Background: Kawasaki Disease (KD) is a childhood vasculitis that leads to coronary artery aneurysms and is the leading cause of acquired heart diseases among children in the USA. We have reported that the L actobacillus casei - c ell w all e xtract (LCWE)-induced murine model of KD vasculitis and coronary arteritis also induces abdominal aorta dilatation and aneurysms (AAA) that involve exclusively the infrarenal (IR) region of the abdominal aorta (AA) without affecting the suprarenal (SR)-AA. AAA predisposes tissue to dissection and rupture, and is potentially life-threatening in humans. While differences in blood flow, tissue elasticity and different embryonic origin of vascular cells have been proposed among possible explanations for the preferential location of AAA disease in the IR aorta, the mechanism(s) for this is still not known.

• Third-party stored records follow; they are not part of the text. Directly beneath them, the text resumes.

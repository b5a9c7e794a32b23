//! Degree distributions for the LT fountain generator.
//!
//! The generator draws each encoded block's degree from a robust soliton
//! distribution (Luby, "LT Codes", 2002): the ideal soliton `rho` plus a
//! spike-and-tail correction `tau` that keeps a steady supply of degree-1
//! blocks so the peeling decoder never runs dry.

use rand::Rng;

/// Parameters for the robust soliton distribution
#[derive(Debug, Clone, Copy)]
pub struct DistributionParams {
    /// Number of source blocks
    k: usize,
    /// Tuning constant for the size of the ripple
    c: f64,
    /// Failure probability bound
    delta: f64,
}

impl DistributionParams {
    pub fn new(k: usize, c: f64, delta: f64) -> Self {
        Self { k: k.max(1), c, delta }
    }

    /// Expected ripple size `R = c * ln(k / delta) * sqrt(k)`
    fn ripple(&self) -> f64 {
        let k = self.k as f64;
        (self.c * (k / self.delta).ln() * k.sqrt()).max(1.0)
    }
}

impl Default for DistributionParams {
    fn default() -> Self {
        Self::new(1, 0.1, 0.5)
    }
}

/// Degree generator backed by a cumulative robust soliton table
#[derive(Debug, Clone)]
pub struct DegreeGenerator {
    /// (degree, cumulative probability), ascending in both
    distribution: Vec<(usize, f64)>,
}

impl DegreeGenerator {
    /// Build a generator for `k` source blocks with the default tuning
    pub fn new(k: usize) -> Self {
        Self::with_params(DistributionParams {
            k: k.max(1),
            ..DistributionParams::default()
        })
    }

    pub fn with_params(params: DistributionParams) -> Self {
        Self {
            distribution: Self::build_distribution(&params),
        }
    }

    fn build_distribution(params: &DistributionParams) -> Vec<(usize, f64)> {
        let k = params.k;
        if k == 1 {
            return vec![(1, 1.0)];
        }

        let kf = k as f64;
        let r = params.ripple();
        let spike = ((kf / r).floor() as usize).clamp(1, k);

        let mut weights = Vec::with_capacity(k);
        for d in 1..=k {
            let df = d as f64;
            let rho = if d == 1 { 1.0 / kf } else { 1.0 / (df * (df - 1.0)) };
            let tau = if d < spike {
                r / (df * kf)
            } else if d == spike {
                r * (r / params.delta).ln().max(0.0) / kf
            } else {
                0.0
            };
            weights.push((d, rho + tau));
        }

        let total: f64 = weights.iter().map(|&(_, w)| w).sum();
        let mut cum_prob = 0.0;
        let mut dist = Vec::with_capacity(k);
        for (degree, weight) in weights {
            if weight <= 0.0 {
                continue;
            }
            cum_prob += weight / total;
            dist.push((degree, cum_prob));
        }

        // Guard against floating point drift leaving the tail below 1.0
        if let Some(last) = dist.last_mut() {
            last.1 = 1.0;
        }
        dist
    }

    /// Draw a degree from the distribution
    pub fn next_degree<R: Rng + ?Sized>(&self, rng: &mut R) -> usize {
        let p: f64 = rng.gen();
        let pos = self
            .distribution
            .partition_point(|&(_, cum_prob)| cum_prob < p);

        self.distribution
            .get(pos)
            .or_else(|| self.distribution.last())
            .map(|&(degree, _)| degree)
            .unwrap_or(1)
    }

    /// Probability mass assigned to `degree`
    pub fn probability(&self, degree: usize) -> f64 {
        let mut previous = 0.0;
        for &(d, cum_prob) in &self.distribution {
            if d == degree {
                return cum_prob - previous;
            }
            previous = cum_prob;
        }
        0.0
    }

    /// Largest degree this generator can produce
    pub fn max_degree(&self) -> usize {
        self.distribution.last().map(|&(d, _)| d).unwrap_or(1)
    }
}

#[cfg(test)]
mod tests {
    use super::*;
    use rand::rngs::StdRng;
    use rand::SeedableRng;
    use std::collections::HashMap;

    #[test]
    fn test_single_block_is_always_degree_one() {
        let gen = DegreeGenerator::new(1);
        let mut rng = StdRng::seed_from_u64(7);
        for _ in 0..100 {
            assert_eq!(gen.next_degree(&mut rng), 1);
        }
    }

    #[test]
    fn test_degree_distribution() {
        let gen = DegreeGenerator::new(100);
        let mut rng = StdRng::seed_from_u64(42);
        let mut counts = HashMap::new();

        for _ in 0..10000 {
            let degree = gen.next_degree(&mut rng);
            assert!((1..=100).contains(&degree));
            *counts.entry(degree).or_insert(0usize) += 1;
        }

        // Degree 1 must show up often enough to bootstrap peeling
        assert!(counts.get(&1).copied().unwrap_or(0) > 300);
        // Degree 2 is the mode of the soliton family
        let twos = counts.get(&2).copied().unwrap_or(0);
        assert!(counts.values().all(|&c| c <= twos));
    }

    #[test]
    fn test_probabilities_sum_to_one() {
        for k in [2, 10, 25, 64, 250] {
            let gen = DegreeGenerator::new(k);
            let total: f64 = (1..=k).map(|d| gen.probability(d)).sum();
            assert!((total - 1.0).abs() < 1e-9, "k = {k}, total = {total}");
            assert!(gen.probability(1) > 0.0);
            assert!(gen.max_degree() <= k);
        }
    }

    #[test]
    fn test_spike_is_present() {
        let params = DistributionParams::new(100, 0.1, 0.5);
        let gen = DegreeGenerator::with_params(params);
        let spike = (100.0 / params.ripple()).floor() as usize;
        assert!(gen.probability(spike) > gen.probability(spike - 1));
    }
}
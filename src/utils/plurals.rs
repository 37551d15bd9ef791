/// `singular` when `count` is one, else `plural` or `singular` + "s".
pub fn pluralize(count: usize, singular: &str, plural: Option<&str>) -> String {
    match (count, plural) {
        (1, _) => singular.to_string(),
        (_, Some(p)) => p.to_string(),
        (_, None) => format!("{singular}s"),
    }
}
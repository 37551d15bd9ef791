use thiserror::Error;

pub type Result<T> = std::result::Result<T, SyncError>;

#[derive(Debug, Error)]
pub enum SyncError {
    #[error("no authenticated account")]
    AuthAbsent,

    #[error("network error: {0}")]
    Network(String),

    #[error("storage error: {0}")]
    Storage(String),

    #[error("not found: {0}")]
    NotFound(String),

    #[error("unusable snapshot: {0}")]
    Format(String),

    #[error("reconciliation failed for {failed} of {total} patterns")]
    PartialBatch { failed: usize, total: usize },

    #[error("invalid storage key: {0}")]
    InvalidKey(String),

    #[error("I/O error: {0}")]
    Io(#[from] std::io::Error),

    #[error("serialization error: {0}")]
    Json(#[from] serde_json::Error),

    #[error("{0}")]
    Other(String),
}

impl SyncError {
    /// Whether the failure is worth another attempt later. `NotFound` covers
    /// local records that may still appear.
    pub fn is_transient(&self) -> bool {
        matches!(
            self,
            SyncError::Network(_)
                | SyncError::Storage(_)
                | SyncError::Io(_)
                | SyncError::NotFound(_)
        )
    }
}

impl From<reqwest::Error> for SyncError {
    fn from(value: reqwest::Error) -> Self {
        match value.status() {
            Some(status) => SyncError::Storage(format!("HTTP {status}: {value}")),
            None => SyncError::Network(value.to_string()),
        }
    }
}
use anyhow::Result;
use clap::Args;

use crate::args::BaseArgs;
use crate::context::AppContext;
use crate::reconcile::{Direction, PatternFailure, ReconcileReport};
use crate::storage::validate_segment;
use crate::ui::{
    apply_column_padding, header, print_command_status, styled_table, with_spinner, CommandStatus,
};
use crate::utils::pluralize;

#[derive(Debug, Clone, Args)]
pub struct SyncArgs {
    /// Reconcile just this pattern
    #[arg(long)]
    pattern: Option<String>,
}

fn arrow(direction: Direction) -> &'static str {
    match direction {
        Direction::Upload => "upload",
        Direction::Download => "download",
        Direction::None => "-",
    }
}

pub async fn run(base: BaseArgs, args: SyncArgs) -> Result<()> {
    let ctx = AppContext::from_base(&base)?;
    if ctx.account_id().is_none() {
        print_command_status(
            CommandStatus::Warning,
            "No account configured; nothing to sync",
        );
        return Ok(());
    }
    let reconciler = ctx.reconciler()?;

    let report = match &args.pattern {
        Some(id) => {
            validate_segment(id)?;
            let mut report = ReconcileReport::default();
            match with_spinner("Syncing...", reconciler.reconcile_pattern(id)).await {
                Ok(Some(outcome)) => report.outcomes.push(outcome),
                Ok(None) => {}
                Err(err) => report.failures.push(PatternFailure {
                    pattern_id: id.clone(),
                    error: err.to_string(),
                }),
            }
            report
        }
        None => with_spinner("Syncing...", reconciler.reconcile_all()).await?,
    };

    if ctx.json {
        println!("{}", serde_json::to_string(&report)?);
    } else {
        print_report(&report);
    }
    report.into_result()?;
    Ok(())
}

fn print_report(report: &ReconcileReport) {
    if report.total() == 0 {
        print_command_status(CommandStatus::Info, "Nothing to sync");
        return;
    }

    let mut table = styled_table();
    table.set_header(vec![
        header("Pattern"),
        header("Definition"),
        header("Progress"),
        header("Error"),
    ]);
    apply_column_padding(&mut table, (0, 3));
    for outcome in &report.outcomes {
        table.add_row(vec![
            outcome.pattern_id.clone(),
            arrow(outcome.definition).to_string(),
            arrow(outcome.progress).to_string(),
            String::new(),
        ]);
    }
    for failure in &report.failures {
        table.add_row(vec![
            failure.pattern_id.clone(),
            String::new(),
            String::new(),
            failure.error.clone(),
        ]);
    }
    println!("{table}");

    let summary = format!(
        "{} {}, {} {}, {} {}",
        report.uploads(),
        pluralize(report.uploads(), "upload", None),
        report.downloads(),
        pluralize(report.downloads(), "download", None),
        report.failures.len(),
        pluralize(report.failures.len(), "failure", None),
    );
    let status = if report.failures.is_empty() {
        CommandStatus::Success
    } else {
        CommandStatus::Error
    };
    print_command_status(status, &summary);
}
use anyhow::Result;
use serde_json::{Map, Value};

use crate::args::BaseArgs;

type Fields = Vec<(&'static str, String)>;

pub fn run(base: BaseArgs, global: bool, local: bool, verbose: bool) -> Result<()> {
    if verbose {
        run_verbose(base, global, local)
    } else {
        run_resolved(base, global, local)
    }
}

fn masked(config: &super::Config) -> Fields {
    config
        .non_empty_fields()
        .into_iter()
        .map(|(k, v)| match k {
            "token" => (k, "********".to_string()),
            _ => (k, v),
        })
        .collect()
}

fn run_resolved(base: BaseArgs, global: bool, local: bool) -> Result<()> {
    let config = if global {
        super::load_global()?
    } else if local {
        super::local_path()
            .map(|p| super::load_file(&p))
            .unwrap_or_default()
    } else {
        super::load()?
    };

    let output = format_resolved(&masked(&config), base.json)?;
    if !output.is_empty() {
        if base.json {
            // JSON goes to stdout so it can be piped
            println!("{output}");
        } else {
            eprintln!("{output}");
        }
    }

    Ok(())
}

fn format_resolved(fields: &Fields, json: bool) -> Result<String> {
    if json {
        let map: Map<String, Value> = fields
            .iter()
            .map(|(k, v)| (k.to_string(), Value::String(v.clone())))
            .collect();
        Ok(serde_json::to_string(&map)?)
    } else {
        Ok(fields
            .iter()
            .map(|(k, v)| format!("{k}: {v}"))
            .collect::<Vec<_>>()
            .join("\n"))
    }
}

fn run_verbose(base: BaseArgs, global: bool, local: bool) -> Result<()> {
    let mut sources: Vec<(String, Fields)> = Vec::new();

    if !local {
        if let Ok(path) = super::global_path() {
            let fields = masked(&super::load_file(&path));
            if !fields.is_empty() {
                sources.push((path.display().to_string(), fields));
            }
        }
    }

    if !global {
        if let Some(path) = super::local_path() {
            let display_path = std::env::current_dir()
                .ok()
                .and_then(|cwd| path.strip_prefix(&cwd).ok().map(|p| p.to_path_buf()))
                .unwrap_or_else(|| path.clone())
                .display()
                .to_string();
            let fields = masked(&super::load_file(&path));
            if !fields.is_empty() {
                sources.push((display_path, fields));
            }
        }
    }

    let output = format_verbose(&sources, base.json)?;
    if !output.is_empty() {
        println!("{output}");
    }

    Ok(())
}

fn format_verbose(sources: &[(String, Fields)], json: bool) -> Result<String> {
    if json {
        let mut map = Map::new();
        for (path, fields) in sources {
            let o: Map<String, Value> = fields
                .iter()
                .map(|(k, v)| (k.to_string(), Value::String(v.clone())))
                .collect();
            map.insert(path.clone(), Value::Object(o));
        }
        Ok(serde_json::to_string(&map)?)
    } else {
        let mut parts = Vec::new();
        for (path, fields) in sources {
            let mut group = String::from(path.as_str());
            for (key, value) in fields {
                group.push_str(&format!("\n  {key}: {value}"));
            }
            parts.push(group);
        }
        Ok(parts.join("\n\n"))
    }
}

Objective: To determine and compare the proteomes of the IR vs SR aorta regions in naïve mice and during KD vasculitis induced AAA development. Methods and Results: By using data-independent mass-spectrometry, we compared the proteomes of the IR and SR aortas isolated from control naïve mice and LCWE-injected KD vasculitis mice. Proteomic analysis revealed significant differential expression of 340 proteins between the IR aorta from control vs KD mice, and 407 differentially expressed proteins between the IR and SR aorta regions of KD mice. The differentially expressed proteins include those involved in cytoskeletal reorganization, cell motility and adhesion as well as acute phase and oxidative stress responses. Ingenuity Pathway Analysis reveals the activation of key regulators of innate immune responses as well as the ER Stress response. TGF-β1, IL-6, and IL-1β are regulators of several protein that were activated in the IR aortic tissues. Conclusion: Proteomic differences exist between normal AA vs AAA and in IR vs SR aorta regions isolated from mice developing AAA. We show that a broad inflammatory response is generated in the aneurysm which maybe critical for the development and progression of the AAA and may provide possible novel therapeutic targets. (Supported by AHA 17SDG33671141 to MNR and NIH R01AI07272607 to MA).